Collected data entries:
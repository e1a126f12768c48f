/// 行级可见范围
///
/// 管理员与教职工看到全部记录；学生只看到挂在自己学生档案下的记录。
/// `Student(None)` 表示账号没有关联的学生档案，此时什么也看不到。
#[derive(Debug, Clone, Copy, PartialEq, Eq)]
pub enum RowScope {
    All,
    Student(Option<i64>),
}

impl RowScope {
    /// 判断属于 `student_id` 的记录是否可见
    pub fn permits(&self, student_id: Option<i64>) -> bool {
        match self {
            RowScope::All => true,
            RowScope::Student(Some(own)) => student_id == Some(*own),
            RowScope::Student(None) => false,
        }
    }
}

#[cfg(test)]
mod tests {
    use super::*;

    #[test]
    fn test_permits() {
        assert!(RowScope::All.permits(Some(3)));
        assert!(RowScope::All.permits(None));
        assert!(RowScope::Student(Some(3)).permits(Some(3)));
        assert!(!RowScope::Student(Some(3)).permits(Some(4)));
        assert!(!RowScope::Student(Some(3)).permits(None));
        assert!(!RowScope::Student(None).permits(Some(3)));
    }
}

# Task prompt:
Your answer should consist of every line from the entries that holds "Option".

# Exercise answer:
    Student(Option<i64>),
    pub fn permits(&self, student_id: Option<i64>) -> bool {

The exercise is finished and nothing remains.